Tairi hopes that wherever Lily is now, it's a better place.
"It's not every girl who gets to see her own funeral, huh, Lily?" Luther asks mischievously. "How does it feel?"
Lily, face pressed against the bars on the ledge of the Astronomy Tower and old Omnioculars from when her dad saw the Quidditch World Cup pressed to her eyes, swings her feet, dangling many stories above the ground, against the stone walls of the castle, and doesn't say anything.
"Well," says Vulpecula lightly, from Lily's other side. "At least you know people care if you live or die."
"Yeah, nothing like committing fake suicide to know who loves you," Luther says sarcastically.
"Stop, you guys, you know this is just Phase Two," Lily says crossly. "They'll be fine."
Luther laughs. "Of course, you want them to be fine, do you?

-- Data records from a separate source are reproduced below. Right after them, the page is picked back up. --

//! Stroking: turning a centerline path into a fillable outline.
//!
//! Each subpath is flattened, cleaned of coincident points and offset by half
//! the width on both sides. Open subpaths become a single contour
//! (cap, left side, cap, right side). Subpaths that end where they started
//! become two rings of opposite orientation, so non-zero filling covers only
//! the band between them.

use crate::basics::{Point, PointD, Pt, PI};
use crate::curves::Flattener;
use crate::math::{calc_distance, calc_intersection, cross_product, VERTEX_DIST_EPSILON};
use crate::path::{Path, Segment};
use crate::shapes::Shape;

/// Flattening precision used when the device scale is unknown.
pub const DEFAULT_APPROXIMATION_SCALE: f64 = 4.0;

const INNER_MITER_LIMIT: f64 = 1.01;

// ============================================================================
// Styles
// ============================================================================

/// Line cap style for the ends of open subpaths.
#[derive(Debug, Clone, Copy, PartialEq, Eq, Default)]
pub enum LineCap {
    Butt,
    Square,
    #[default]
    Round,
}

/// Line join style at outer corners.
#[derive(Debug, Clone, Copy, PartialEq, Eq, Default)]
pub enum LineJoin {
    Bevel,
    #[default]
    Round,
}

/// Width, cap and join of a stroke, in logical points.
#[derive(Debug, Clone, Copy, PartialEq)]
pub struct StrokeStyle {
    pub width: Pt,
    pub cap: LineCap,
    pub join: LineJoin,
}

impl StrokeStyle {
    pub fn new(width: Pt) -> Self {
        Self {
            width,
            cap: LineCap::default(),
            join: LineJoin::default(),
        }
    }
}

impl Default for StrokeStyle {
    fn default() -> Self {
        Self::new(1.0)
    }
}

// ============================================================================
// Stroke shape
// ============================================================================

/// A shape drawn as an outline of the given width.
#[derive(Debug, Clone)]
pub struct Stroke<S: Shape> {
    pub shape: S,
    pub width: Pt,
    pub cap: LineCap,
    pub join: LineJoin,
    pub approximation_scale: f64,
}

impl<S: Shape> Stroke<S> {
    pub fn new(shape: S, width: Pt) -> Self {
        Self {
            shape,
            width,
            cap: LineCap::default(),
            join: LineJoin::default(),
            approximation_scale: DEFAULT_APPROXIMATION_SCALE,
        }
    }

    pub fn with_cap(mut self, cap: LineCap) -> Self {
        self.cap = cap;
        self
    }

    pub fn with_join(mut self, join: LineJoin) -> Self {
        self.join = join;
        self
    }

    pub fn style(&self) -> StrokeStyle {
        StrokeStyle {
            width: self.width,
            cap: self.cap,
            join: self.join,
        }
    }
}

impl<S: Shape> Shape for Stroke<S> {
    fn path(&self) -> Path {
        let mut s = Stroker::new(self.style());
        s.set_approximation_scale(self.approximation_scale);
        s.stroke(&self.shape.path())
    }
}

/// Outline of `path` stroked with the given width, cap and join.
pub fn stroke_path(path: &Path, width: Pt, cap: LineCap, join: LineJoin) -> Path {
    Stroker::new(StrokeStyle { width, cap, join }).stroke(path)
}

// ============================================================================
// Stroker
// ============================================================================

/// Outline generator.
///
/// The approximation scale controls how finely curves, round caps and round
/// joins are subdivided; set it to the device pixels per unit of the input.
#[derive(Debug, Clone)]
pub struct Stroker {
    w: f64,
    width_eps: f64,
    approx_scale: f64,
    cap: LineCap,
    join: LineJoin,
    flattener: Flattener,
}

impl Stroker {
    pub fn new(style: StrokeStyle) -> Self {
        let w = (style.width as f64).abs() * 0.5;
        Self {
            w,
            width_eps: w / 1024.0,
            approx_scale: DEFAULT_APPROXIMATION_SCALE,
            cap: style.cap,
            join: style.join,
            flattener: Flattener::new(DEFAULT_APPROXIMATION_SCALE),
        }
    }

    pub fn set_approximation_scale(&mut self, s: f64) {
        self.flattener.set_approximation_scale(s);
        self.approx_scale = self.flattener.approximation_scale();
    }

    pub fn approximation_scale(&self) -> f64 {
        self.approx_scale
    }

    /// Stroke every subpath of `path`.
    pub fn stroke(&self, path: &Path) -> Path {
        let mut out = Path::new();
        if self.w <= 0.0 {
            return out;
        }
        for poly in self.polylines(path) {
            self.stroke_polyline(poly, &mut out);
        }
        out
    }

    /// Flatten `path` into one polyline per subpath.
    fn polylines(&self, path: &Path) -> Vec<Vec<PointD>> {
        let mut polys: Vec<Vec<PointD>> = Vec::new();
        let mut last = PointD::default();
        for seg in path.segments() {
            match seg {
                Segment::Move(p) => {
                    last = p.into();
                    polys.push(vec![last]);
                    continue;
                }
                _ if polys.is_empty() => polys.push(vec![last]),
                _ => {}
            }
            let Some(poly) = polys.last_mut() else {
                continue;
            };
            match seg {
                Segment::Line(p) => poly.push(p.into()),
                Segment::Quadratic(c, p) => self.flattener.quadratic(last, c.into(), p.into(), poly),
                Segment::Cubic(c1, c2, p) => {
                    self.flattener
                        .cubic(last, c1.into(), c2.into(), p.into(), poly)
                }
                Segment::Move(_) => {}
            }
            last = seg.end().into();
        }
        polys
    }

    fn stroke_polyline(&self, mut v: Vec<PointD>, out: &mut Path) {
        v.dedup_by(|b, a| calc_distance(a.x, a.y, b.x, b.y) <= VERTEX_DIST_EPSILON);
        let closed = v.len() > 3 && {
            let (a, b) = (v[0], v[v.len() - 1]);
            calc_distance(a.x, a.y, b.x, b.y) <= VERTEX_DIST_EPSILON
        };
        if closed {
            v.pop();
        }
        let n = v.len();
        if n < 2 {
            return;
        }

        // dist[i] is the length of the edge leaving v[i].
        let dist: Vec<f64> = (0..n)
            .map(|i| {
                let j = (i + 1) % n;
                calc_distance(v[i].x, v[i].y, v[j].x, v[j].y)
            })
            .collect();

        let mut contour = Vec::new();
        if closed {
            for i in 0..n {
                let prev = (i + n - 1) % n;
                let next = (i + 1) % n;
                self.calc_join(&mut contour, v[prev], v[i], v[next], dist[prev], dist[i]);
            }
            emit(&contour, out);
            contour.clear();
            for i in (0..n).rev() {
                let prev = (i + n - 1) % n;
                let next = (i + 1) % n;
                self.calc_join(&mut contour, v[next], v[i], v[prev], dist[i], dist[prev]);
            }
            emit(&contour, out);
        } else {
            self.calc_cap(&mut contour, v[0], v[1], dist[0]);
            for i in 1..n - 1 {
                self.calc_join(&mut contour, v[i - 1], v[i], v[i + 1], dist[i - 1], dist[i]);
            }
            self.calc_cap(&mut contour, v[n - 1], v[n - 2], dist[n - 2]);
            for i in (1..n - 1).rev() {
                self.calc_join(&mut contour, v[i + 1], v[i], v[i - 1], dist[i], dist[i - 1]);
            }
            emit(&contour, out);
        }
    }

    /// Angle step for round caps and joins.
    fn arc_step(&self) -> f64 {
        (self.w / (self.w + 0.125 / self.approx_scale)).acos() * 2.0
    }

    /// Cap at endpoint `v0`, whose neighbour is `v1`.
    fn calc_cap(&self, out: &mut Vec<PointD>, v0: PointD, v1: PointD, len: f64) {
        let dx1 = (v1.y - v0.y) / len * self.w;
        let dy1 = (v1.x - v0.x) / len * self.w;

        match self.cap {
            LineCap::Butt | LineCap::Square => {
                let (dx2, dy2) = if self.cap == LineCap::Square {
                    (dy1, dx1)
                } else {
                    (0.0, 0.0)
                };
                out.push(PointD::new(v0.x - dx1 - dx2, v0.y + dy1 - dy2));
                out.push(PointD::new(v0.x + dx1 - dx2, v0.y - dy1 - dy2));
            }
            LineCap::Round => {
                let n = (PI / self.arc_step()) as i32;
                let da = PI / (n + 1) as f64;
                out.push(PointD::new(v0.x - dx1, v0.y + dy1));
                let mut a = dy1.atan2(-dx1) + da;
                for _ in 0..n {
                    out.push(PointD::new(v0.x + a.cos() * self.w, v0.y + a.sin() * self.w));
                    a += da;
                }
                out.push(PointD::new(v0.x + dx1, v0.y - dy1));
            }
        }
    }

    /// Corner at `v1` between edges `v0 -> v1` and `v1 -> v2`.
    #[allow(clippy::too_many_arguments)]
    fn calc_join(
        &self,
        out: &mut Vec<PointD>,
        v0: PointD,
        v1: PointD,
        v2: PointD,
        len1: f64,
        len2: f64,
    ) {
        let dx1 = self.w * (v1.y - v0.y) / len1;
        let dy1 = self.w * (v1.x - v0.x) / len1;
        let dx2 = self.w * (v2.y - v1.y) / len2;
        let dy2 = self.w * (v2.x - v1.x) / len2;

        let cp = cross_product(v0.x, v0.y, v1.x, v1.y, v2.x, v2.y);
        if cp > 0.0 {
            // Inner corner: miter, limited by the shorter edge.
            let limit = (len1.min(len2) / self.w).max(INNER_MITER_LIMIT);
            self.calc_miter_revert(out, v0, v1, v2, (dx1, dy1), (dx2, dy2), limit);
            return;
        }

        let dx = (dx1 + dx2) / 2.0;
        let dy = (dy1 + dy2) / 2.0;
        let dbevel = (dx * dx + dy * dy).sqrt();
        if self.approx_scale * (self.w - dbevel) < self.width_eps {
            // Nearly straight: one point where the offset edges meet.
            let p = calc_intersection(
                v0.x + dx1,
                v0.y - dy1,
                v1.x + dx1,
                v1.y - dy1,
                v1.x + dx2,
                v1.y - dy2,
                v2.x + dx2,
                v2.y - dy2,
            )
            .map_or(PointD::new(v1.x + dx1, v1.y - dy1), |(x, y)| PointD::new(x, y));
            out.push(p);
            return;
        }

        match self.join {
            LineJoin::Round => self.calc_arc(out, v1, (dx1, -dy1), (dx2, -dy2)),
            LineJoin::Bevel => {
                out.push(PointD::new(v1.x + dx1, v1.y - dy1));
                out.push(PointD::new(v1.x + dx2, v1.y - dy2));
            }
        }
    }

    /// Arc around `c` from offset `d1` to offset `d2`.
    fn calc_arc(&self, out: &mut Vec<PointD>, c: PointD, d1: (f64, f64), d2: (f64, f64)) {
        let mut a1 = d1.1.atan2(d1.0);
        let mut a2 = d2.1.atan2(d2.0);
        if a1 > a2 {
            a2 += 2.0 * PI;
        }
        let n = ((a2 - a1) / self.arc_step()) as i32;
        let da = (a2 - a1) / (n + 1) as f64;

        out.push(PointD::new(c.x + d1.0, c.y + d1.1));
        a1 += da;
        for _ in 0..n {
            out.push(PointD::new(c.x + a1.cos() * self.w, c.y + a1.sin() * self.w));
            a1 += da;
        }
        out.push(PointD::new(c.x + d2.0, c.y + d2.1));
    }

    /// Miter at `v1`, falling back to a bevel past `limit` widths.
    #[allow(clippy::too_many_arguments)]
    fn calc_miter_revert(
        &self,
        out: &mut Vec<PointD>,
        v0: PointD,
        v1: PointD,
        v2: PointD,
        (dx1, dy1): (f64, f64),
        (dx2, dy2): (f64, f64),
        limit: f64,
    ) {
        let lim = self.w * limit;
        match calc_intersection(
            v0.x + dx1,
            v0.y - dy1,
            v1.x + dx1,
            v1.y - dy1,
            v1.x + dx2,
            v1.y - dy2,
            v2.x + dx2,
            v2.y - dy2,
        ) {
            Some((xi, yi)) => {
                if calc_distance(v1.x, v1.y, xi, yi) <= lim {
                    out.push(PointD::new(xi, yi));
                    return;
                }
            }
            None => {
                // Parallel offsets: fine when the path continues straight on.
                let x2 = v1.x + dx1;
                let y2 = v1.y - dy1;
                if (cross_product(v0.x, v0.y, v1.x, v1.y, x2, y2) < 0.0)
                    == (cross_product(v1.x, v1.y, v2.x, v2.y, x2, y2) < 0.0)
                {
                    out.push(PointD::new(x2, y2));
                    return;
                }
            }
        }
        out.push(PointD::new(v1.x + dx1, v1.y - dy1));
        out.push(PointD::new(v1.x + dx2, v1.y - dy2));
    }
}

/// Append `contour` to `out` as an explicitly closed polygon.
fn emit(contour: &[PointD], out: &mut Path) {
    let Some(first) = contour.first() else {
        return;
    };
    let to_pt = |p: &PointD| Point::new(p.x as Pt, p.y as Pt);
    out.add_start(to_pt(first));
    for p in &contour[1..] {
        out.add_line(to_pt(p));
    }
    out.add_line(to_pt(first));
}

// ============================================================================
// Tests
// ============================================================================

Salazar, Lily, you're such a hypocrite!"
"It's not forever," Lily protests, stung. "I have a plan."
"Oh, Lily, I think they're going to try and make your father give a speech!" cries Vulpecula, squinting down through her own Omnioculars, and adjusting the sound on her Omniaurals (a new invention her own father had a hand in creating).
"Poor man," Luther says, shaking his head. "That's awful."
"What—" Lily takes a breath. "What do you think he'll say about me?"
"That you're the biggest liar since Severus Snape," Luther mutters.
Vulpecula reaches across Lily to kick him. "He was one of the good guys, remember?"
Lily waits, her Omnioculars so tightly pressed against her face that they'll leave marks around her eyes, for her father to give her eulogy.
She can't believe this is really happening.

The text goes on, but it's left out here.